◆ Activity
Find the string "SharedRam" in the records. Copy each line that has it.

Data listing START

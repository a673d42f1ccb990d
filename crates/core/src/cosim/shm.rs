// LabWired - Firmware Simulation Platform
// Copyright (C) 2026 Andrii Shylenko
//
// This software is released under the MIT License.
// See the LICENSE file in the project root for full license information.

use super::Target;
use crate::dmi::{DmiBacking, DmiPointer};
use crate::{BridgeError, BridgeResult};
use memmap2::MmapMut;
use std::fs::OpenOptions;
use std::io;
use std::path::Path;
use std::ptr::NonNull;
use std::sync::Arc;

#[derive(Debug)]
struct Mapping {
    _map: MmapMut,
    ptr: NonNull<u8>,
    len: usize,
}

// SAFETY: the mapping is only touched through `ptr` with bounds checks; it is
// plain memory shared by every holder of the Arc.
unsafe impl Send for Mapping {}
unsafe impl Sync for Mapping {}

/// Memory shared between the kernel and the host through DMI.
///
/// Backed either by an anonymous mapping or by a file, so an out-of-process
/// kernel can map the same pages.
#[derive(Debug, Clone)]
pub struct SharedRam {
    mapping: Arc<Mapping>,
}

impl SharedRam {
    pub fn anonymous(size: usize) -> BridgeResult<Self> {
        Self::from_map(MmapMut::map_anon(Self::checked_size(size)?)?)
    }

    pub fn open<P: AsRef<Path>>(path: P, size: usize) -> BridgeResult<Self> {
        let size = Self::checked_size(size)?;
        let file = OpenOptions::new()
            .read(true)
            .write(true)
            .create(true)
            .truncate(false)
            .open(path)?;
        file.set_len(size as u64)?;
        // SAFETY: the file is sized above; concurrent external writers are the
        // point of the mapping and are only observed through raw reads.
        let map = unsafe { MmapMut::map_mut(&file)? };
        Self::from_map(map)
    }

    fn checked_size(size: usize) -> BridgeResult<usize> {
        if size == 0 {
            return Err(BridgeError::Io(io::Error::new(
                io::ErrorKind::InvalidInput,
                "shared RAM must not be empty",
            )));
        }
        Ok(size)
    }

    fn from_map(mut map: MmapMut) -> BridgeResult<Self> {
        let len = map.len();
        let ptr = NonNull::new(map.as_mut_ptr())
            .ok_or_else(|| io::Error::new(io::ErrorKind::Other, "null mapping"))?;
        Ok(Self {
            mapping: Arc::new(Mapping {
                _map: map,
                ptr,
                len,
            }),
        })
    }

    pub fn len(&self) -> usize {
        self.mapping.len
    }

    pub fn is_empty(&self) -> bool {
        self.mapping.len == 0
    }
}

impl Target for SharedRam {
    fn read(&self, offset: u64) -> BridgeResult<u8> {
        if offset >= self.len() as u64 {
            return Err(BridgeError::TargetFault(offset));
        }
        // SAFETY: bounds checked against the mapping length.
        Ok(unsafe { self.mapping.ptr.as_ptr().add(offset as usize).read() })
    }

    fn write(&mut self, offset: u64, value: u8) -> BridgeResult<()> {
        if offset >= self.len() as u64 {
            return Err(BridgeError::TargetFault(offset));
        }
        // SAFETY: bounds checked against the mapping length.
        unsafe { self.mapping.ptr.as_ptr().add(offset as usize).write(value) };
        Ok(())
    }

    fn dmi(&self) -> Option<(DmiPointer, DmiBacking)> {
        // SAFETY: the pointer covers the whole mapping, and the backing Arc
        // keeps the mapping alive for every region built from it.
        let pointer = unsafe { DmiPointer::new(self.mapping.ptr) };
        Some((pointer, self.mapping.clone() as DmiBacking))
    }
}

Data listing END

◆ Response area
pub struct SharedRam {
impl SharedRam {
impl Target for SharedRam {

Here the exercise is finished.